#### Aim of the exercise
From the opening line of the records through the line bearing "a long-lived process", set down every line exactly.

Saved entries:
------------------------

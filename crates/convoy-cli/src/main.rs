//! Convoy CLI — entry point.
//!
//!
//! # Commands
//!
//! - `convoy agent [-m MESSAGE] [-s SESSION]` — main chat (single-shot or REPL)
//! - `convoy onboard` — initialize workspace
//! - `convoy status` — show provider and workspace status
//! - `convoy gateway` — run the agent loop + scheduler as a long-lived process
//! - `convoy cron ...` — manage scheduled tasks

mod helpers;
mod onboard;
mod repl;
mod status;
mod gateway;
mod cron_cmd;

use std::sync::Arc;

use anyhow::{Context, Result};
use clap::{Parser, Subcommand};
use tracing::info;

use convoy_agent::{AgentLoop, ExecToolConfig};
use convoy_core::bus::queue::MessageBus;
use convoy_core::utils::get_data_path;
use convoy_core::AgentLoopConfig;
use convoy_cron::CronService;
use convoy_providers::http_provider::create_provider;

// ─────────────────────────────────────────────
// CLI definition
// ─────────────────────────────────────────────

/// 🦀 Convoy — Ultra-lightweight AI assistant in Rust
#[derive(Parser)]
#[command(name = "convoy", version, about, long_about = None)]
struct Cli {
    #[command(subcommand)]
    command: Commands,
}

#[derive(Subcommand)]
enum Commands {
    /// Chat with the AI agent (single-shot or interactive REPL)
    Agent {
        /// Single message (non-interactive). Omit for REPL mode.
        #[arg(short, long)]
        message: Option<String>,

        /// Session identifier (format: "channel:id")
        #[arg(short, long, default_value = "cli:default")]
        session: String,

        /// Disable Markdown rendering in output
        #[arg(long, default_value_t = false)]
        no_markdown: bool,

        /// Enable debug logging
        #[arg(long, default_value_t = false)]
        logs: bool,
    },

    /// Initialize the workspace
    Onboard,

    /// Show provider and workspace status
    Status,

    /// Start the gateway (agent loop + scheduler)
    Gateway {
        /// Enable debug logging
        #[arg(long, default_value_t = false)]
        logs: bool,
    },

    /// Manage scheduled tasks
    Cron {
        #[command(subcommand)]
        action: cron_cmd::CronCommands,
    },
}

// ─────────────────────────────────────────────
// Entrypoint
// ─────────────────────────────────────────────

#[tokio::main]
async fn main() -> Result<()> {
    let cli = Cli::parse();

    match cli.command {
        Commands::Agent {
            message,
            session,
            no_markdown,
            logs,
        } => {
            init_logging(logs);
            run_agent(message, session, !no_markdown, logs).await
        }
        Commands::Onboard => onboard::run(),
        Commands::Status => status::run(),
        Commands::Gateway { logs } => {
            init_logging(logs);
            gateway::run().await
        }
        Commands::Cron { action } => {
            init_logging(false);
            cron_cmd::dispatch(action).await
        }
    }
}

// ─────────────────────────────────────────────
// Agent command
// ─────────────────────────────────────────────

async fn run_agent(
    message: Option<String>,
    session_id: String,
    render_markdown: bool,
    show_logs: bool,
) -> Result<()> {
    let agent_loop = build_agent_loop().await?;

    match message {
        Some(msg) => {
            // Single-shot mode
            info!(session = %session_id, "processing single message");
            let response = agent_loop
                .process_direct(&msg)
                .await
                .context("agent processing failed")?;
            helpers::print_response(&response, render_markdown);
        }
        None => {
            // Interactive REPL mode
            repl::run(agent_loop, &session_id, render_markdown, show_logs).await?;
        }
    }

    Ok(())
}

/// Build an `AgentLoop` reading runtime settings from the environment —
/// there is no config file, so model, workspace, and provider keys all
/// come from `CONVOY_*` / provider-specific env vars.
///
/// Also builds a `CronService` over the default on-disk store, shared with
/// this process alone, so the schedule tool works from single-shot and REPL
/// runs too — just without a live timer loop firing tasks in the background.
pub async fn build_agent_loop() -> Result<AgentLoop> {
    let workspace = helpers::resolve_workspace();
    std::fs::create_dir_all(&workspace)
        .with_context(|| format!("failed to create workspace: {}", workspace.display()))?;

    let model = helpers::resolve_model();
    let providers_map = helpers::providers_from_env();
    let provider = create_provider(&model, &providers_map).map_err(|e| anyhow::anyhow!(e))?;

    let restrict_to_workspace = helpers::resolve_restrict_to_workspace();

    let bus = Arc::new(MessageBus::new());
    let cron_store_path = get_data_path().join("cron").join("jobs.json");
    let cron_service = Arc::new(CronService::new(bus.clone(), Some(cron_store_path)));
    if let Err(e) = cron_service.load().await {
        tracing::warn!(error = %e, "failed to load cron store");
    }

    let agent_loop = AgentLoop::new(
        bus,
        Arc::new(provider),
        workspace,
        Some(model),
        Some(AgentLoopConfig::default()),
        None, // uses defaults for temperature/max_tokens
        None, // WebSearchTool falls back to BRAVE_API_KEY itself
        Some(ExecToolConfig::default()),
        restrict_to_workspace,
        None, // default JsonlSessionStorage under workspace/sessions
        None, // default agent name "Convoy"
        Some(cron_service),
    );

    Ok(agent_loop)
}

/// Initialize tracing/logging.
fn init_logging(verbose: bool) {
    use tracing_subscriber::EnvFilter;

    let filter = if verbose {
        EnvFilter::new("convoy=debug,info")
    } else {
        EnvFilter::new("warn")
    };

    tracing_subscriber::fmt()
        .with_env_filter(filter)
        .with_target(false)
        .compact()
        .init();
}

------------------------

#### Result
filename crates/convoy-cli/src/main.rs
//! Convoy CLI — entry point.
//!
//!
//! # Commands
//!
//! - `convoy agent [-m MESSAGE] [-s SESSION]` — main chat (single-shot or REPL)
//! - `convoy onboard` — initialize workspace
//! - `convoy status` — show provider and workspace status
//! - `convoy gateway` — run the agent loop + scheduler as a long-lived process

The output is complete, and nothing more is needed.